Porté disparu !

Culte du dimanche 12 mai 2024 à Môtiers

Prédication d’Ion Karakash

‘Porté disparu !’

Pour les disciples des Jésus, pour celles et ceux qui le suivaient, son Ascension est une disparition : une distance, une séparation nouvelle : plus de Jésus à portée de mains, de regards, d’oreilles !

Une page est tournée ; la suivante, ils l’écriront eux-mêmes, en son absence.

La nuée est comme un voile à leurs yeux qui les empêche désormais de voir leur maître et leur ami :

Désormais il leur faudra croire sans voir…

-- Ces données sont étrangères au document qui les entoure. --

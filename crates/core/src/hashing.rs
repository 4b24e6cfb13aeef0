//! SHA-256 helpers for the shared-secret webhook header.

use sha2::{Digest, Sha256};

/// Secret assumed when none is configured.
pub const DEFAULT_SHARED_SECRET: &str = "NO-KEY";

/// Compute a SHA-256 hex digest of the given bytes.
pub fn sha256_hex(data: &[u8]) -> String {
    let hash = Sha256::digest(data);
    format!("{hash:x}")
}

/// True when `presented` equals the hex digest of `secret` (or of
/// [`DEFAULT_SHARED_SECRET`] when unset). Comparison time does not depend on
/// where the strings first differ.
pub fn verify_api_key(presented: &str, secret: Option<&str>) -> bool {
    let expected = sha256_hex(secret.unwrap_or(DEFAULT_SHARED_SECRET).as_bytes());
    let presented = presented.trim().to_ascii_lowercase();
    if presented.len() != expected.len() {
        return false;
    }
    presented
        .bytes()
        .zip(expected.bytes())
        .fold(0u8, |acc, (a, b)| acc | (a ^ b))
        == 0
}
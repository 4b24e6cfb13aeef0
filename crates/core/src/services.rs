//! Capabilities exchanged with the host order-management system.
//!
//! The host supplies the read services and the fulfillment store; the
//! provider adapter implements [`FulfillmentProvider`] and is consumed as
//! `Arc<dyn FulfillmentProvider>`.

use async_trait::async_trait;
use serde::{Deserialize, Serialize};
use serde_json::Value;

use crate::error::{CoreError, StoreError};
use crate::fulfillment::{Fulfillment, ShipmentUpdate};
use crate::order::{Cart, FulfillmentItem, Order, ShippingMethod, StockLocation};
use crate::result::ProviderResult;
use crate::validation::ValidationError;

#[async_trait]
pub trait StockLocationService: Send + Sync {
    async fn retrieve(&self, location_id: &str) -> Result<StockLocation, CoreError>;
}

#[async_trait]
pub trait OrderService: Send + Sync {
    async fn retrieve(&self, order_id: &str) -> Result<Order, CoreError>;
}

/// Atomic access to a fulfillment's persisted shipment list.
///
/// `apply` must read, merge and write inside one serializable unit so that
/// concurrent steps for the same fulfillment never lose an update.
#[async_trait]
pub trait FulfillmentStore: Send + Sync {
    async fn fetch(&self, fulfillment_id: &str) -> Result<Fulfillment, StoreError>;

    async fn apply(
        &self,
        fulfillment_id: &str,
        updates: Vec<ShipmentUpdate>,
    ) -> Result<Fulfillment, StoreError>;

    async fn set_metadata(
        &self,
        fulfillment_id: &str,
        key: &str,
        value: Value,
    ) -> Result<Fulfillment, StoreError>;
}

/// A shipping option the provider can fulfil.
#[derive(Debug, Clone, PartialEq, Eq, Serialize, Deserialize)]
pub struct FulfillmentOption {
    pub id: String,
}

/// The narrow interface the host drives a fulfillment provider through.
#[async_trait]
pub trait FulfillmentProvider: Send + Sync {
    fn identifier(&self) -> &'static str;

    fn fulfillment_options(&self) -> Vec<FulfillmentOption>;

    fn validate_option(&self, option_id: &str) -> bool;

    /// Validate the data attached to a shipping method before it is set on a
    /// cart. Returns the data to store on the method.
    fn validate_fulfillment_data(
        &self,
        option_id: &str,
        data: &Value,
        cart: &Cart,
    ) -> Result<Value, ValidationError>;

    fn can_calculate(&self, data: &Value) -> bool;

    fn calculate_price(&self, option_id: &str, data: &Value, cart: &Cart) -> f64;

    /// One result per pickup location referenced by `items`. A location's
    /// failure, persistence included, is reported in its own result.
    async fn create_fulfillment(
        &self,
        method: &ShippingMethod,
        items: &[FulfillmentItem],
        order: &Order,
        fulfillment: &Fulfillment,
    ) -> Vec<ProviderResult>;

    async fn cancel_fulfillment(&self, fulfillment: &Fulfillment) -> ProviderResult;
}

Mais ils vont bientôt découvrir que cette nuée, ce voile qui les sépare de lui est également une voile,

– une voile qui se tendra bientôt au souffle de l’Esprit et les poussera vers des terres nouvelles !

Si leur maître et ami doit revenir, – et il reviendra ! -, ce n’est pas en regardant le ciel qu’ils guetteront au mieux son retour, mais à fleur de terre, à taille d’humain, en pleine pâte d’humanité.

L’Ascension est un appel à redescendre et à rester sur terre !

‘Porté disparu, il reviendra !’

A partir de l’Ascension de Jésus, l’espace est orienté.

Le chemin qui peut nous conduire vers le Ressuscité n’est pas une vaine tentative, – ni une tentation -, de nous élever au-dessus de notre commune condition d’humains, au-dessus de notre grande et de nos mille petites histoires : ce n’est pas nous qui monterons vers lui, – c’est lui qui reviendra, à fleur de terre, là où les humains préservent leurs racines d’humanité… pour autant qu’ils n’oublient pas que l’humain va de pair avec humus et humilité.

‘Porté disparu, il reviendra !’

A partir de l’Ascension de Jésus, le temps aussi, comme l’espace, est orienté.

Nous ne savons pas quand, mais nous savons qu’il reviendra.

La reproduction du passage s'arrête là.